··· Extracted entries

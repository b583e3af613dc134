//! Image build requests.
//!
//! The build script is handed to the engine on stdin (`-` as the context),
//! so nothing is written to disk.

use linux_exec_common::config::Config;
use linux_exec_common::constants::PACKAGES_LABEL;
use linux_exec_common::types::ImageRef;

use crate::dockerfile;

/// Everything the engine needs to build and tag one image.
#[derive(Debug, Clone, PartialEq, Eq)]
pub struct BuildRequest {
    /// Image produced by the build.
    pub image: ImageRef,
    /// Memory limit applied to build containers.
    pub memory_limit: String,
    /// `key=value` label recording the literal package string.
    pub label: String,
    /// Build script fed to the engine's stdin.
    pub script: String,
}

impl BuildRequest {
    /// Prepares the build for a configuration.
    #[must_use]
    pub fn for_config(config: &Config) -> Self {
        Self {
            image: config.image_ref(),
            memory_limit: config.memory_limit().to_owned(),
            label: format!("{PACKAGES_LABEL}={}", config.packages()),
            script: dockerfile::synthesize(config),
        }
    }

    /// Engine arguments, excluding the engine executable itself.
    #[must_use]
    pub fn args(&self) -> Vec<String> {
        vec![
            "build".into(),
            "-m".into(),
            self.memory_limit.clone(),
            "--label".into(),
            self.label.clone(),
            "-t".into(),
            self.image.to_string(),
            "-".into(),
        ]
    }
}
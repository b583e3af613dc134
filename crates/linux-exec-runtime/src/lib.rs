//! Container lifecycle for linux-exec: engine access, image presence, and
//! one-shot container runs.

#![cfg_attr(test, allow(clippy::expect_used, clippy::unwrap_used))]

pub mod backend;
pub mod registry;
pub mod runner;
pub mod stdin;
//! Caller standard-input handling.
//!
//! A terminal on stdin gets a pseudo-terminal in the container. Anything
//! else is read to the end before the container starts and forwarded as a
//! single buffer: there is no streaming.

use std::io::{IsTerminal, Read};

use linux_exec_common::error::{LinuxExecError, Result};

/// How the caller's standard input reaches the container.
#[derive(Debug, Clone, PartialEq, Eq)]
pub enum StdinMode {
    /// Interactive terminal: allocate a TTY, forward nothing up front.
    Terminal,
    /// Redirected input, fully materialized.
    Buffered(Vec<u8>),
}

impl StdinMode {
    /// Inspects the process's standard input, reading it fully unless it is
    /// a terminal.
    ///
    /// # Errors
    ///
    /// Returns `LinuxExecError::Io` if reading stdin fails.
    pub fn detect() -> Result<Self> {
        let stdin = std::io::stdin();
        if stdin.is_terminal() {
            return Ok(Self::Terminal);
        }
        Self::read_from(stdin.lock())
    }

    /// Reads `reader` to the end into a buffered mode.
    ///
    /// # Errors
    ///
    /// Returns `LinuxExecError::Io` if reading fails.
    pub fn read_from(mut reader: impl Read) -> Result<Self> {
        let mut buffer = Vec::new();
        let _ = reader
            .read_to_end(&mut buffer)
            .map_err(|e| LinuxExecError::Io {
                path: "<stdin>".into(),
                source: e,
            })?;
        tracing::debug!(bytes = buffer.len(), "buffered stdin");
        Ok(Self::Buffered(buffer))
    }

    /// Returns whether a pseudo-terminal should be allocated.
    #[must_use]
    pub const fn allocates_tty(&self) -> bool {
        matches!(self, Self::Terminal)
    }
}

······

* [Exercise description] What you return must match the entries exactly, word for word.

* [Task answer]
repository b583e3af613dc134
//! Image build requests.
//!
//! The build script is handed to the engine on stdin (`-` as the context),
//! so nothing is written to disk.

use linux_exec_common::config::Config;
use linux_exec_common::constants::PACKAGES_LABEL;
use linux_exec_common::types::ImageRef;

use crate::dockerfile;

/// Everything the engine needs to build and tag one image.
#[derive(Debug, Clone, PartialEq, Eq)]
pub struct BuildRequest {
    /// Image produced by the build.
    pub image: ImageRef,
    /// Memory limit applied to build containers.
    pub memory_limit: String,
    /// `key=value` label recording the literal package string.
    pub label: String,
    /// Build script fed to the engine's stdin.
    pub script: String,
}

impl BuildRequest {
    /// Prepares the build for a configuration.
    #[must_use]
    pub fn for_config(config: &Config) -> Self {
        Self {
            image: config.image_ref(),
            memory_limit: config.memory_limit().to_owned(),
            label: format!("{PACKAGES_LABEL}={}", config.packages()),
            script: dockerfile::synthesize(config),
        }
    }

    /// Engine arguments, excluding the engine executable itself.
    #[must_use]
    pub fn args(&self) -> Vec<String> {
        vec![
            "build".into(),
            "-m".into(),
            self.memory_limit.clone(),
            "--label".into(),
            self.label.clone(),
            "-t".into(),
            self.image.to_string(),
            "-".into(),
        ]
    }
}
repository b583e3af613dc134
filename crates/linux-exec-runtime/src/lib.rs
//! Container lifecycle for linux-exec: engine access, image presence, and
//! one-shot container runs.

#![cfg_attr(test, allow(clippy::expect_used, clippy::unwrap_used))]

pub mod backend;
pub mod registry;
pub mod runner;
pub mod stdin;
//! Caller standard-input handling.
//!
//! A terminal on stdin gets a pseudo-terminal in the container. Anything
//! else is read to the end before the container starts and forwarded as a
//! single buffer: there is no streaming.

use std::io::{IsTerminal, Read};

use linux_exec_common::error::{LinuxExecError, Result};

/// How the caller's standard input reaches the container.
#[derive(Debug, Clone, PartialEq, Eq)]
pub enum StdinMode {
    /// Interactive terminal: allocate a TTY, forward nothing up front.
    Terminal,
    /// Redirected input, fully materialized.
    Buffered(Vec<u8>),
}

impl StdinMode {
    /// Inspects the process's standard input, reading it fully unless it is
    /// a terminal.
    ///
    /// # Errors
    ///
    /// Returns `LinuxExecError::Io` if reading stdin fails.
    pub fn detect() -> Result<Self> {
        let stdin = std::io::stdin();
        if stdin.is_terminal() {
            return Ok(Self::Terminal);
        }
        Self::read_from(stdin.lock())
    }

    /// Reads `reader` to the end into a buffered mode.
    ///
    /// # Errors
    ///
    /// Returns `LinuxExecError::Io` if reading fails.
    pub fn read_from(mut reader: impl Read) -> Result<Self> {
        let mut buffer = Vec::new();
        let _ = reader
            .read_to_end(&mut buffer)
            .map_err(|e| LinuxExecError::Io {
                path: "<stdin>".into(),
                source: e,
            })?;
        tracing::debug!(bytes = buffer.len(), "buffered stdin");
        Ok(Self::Buffered(buffer))
    }

    /// Returns whether a pseudo-terminal should be allocated.
    #[must_use]
    pub const fn allocates_tty(&self) -> bool {
        matches!(self, Self::Terminal)
    }
}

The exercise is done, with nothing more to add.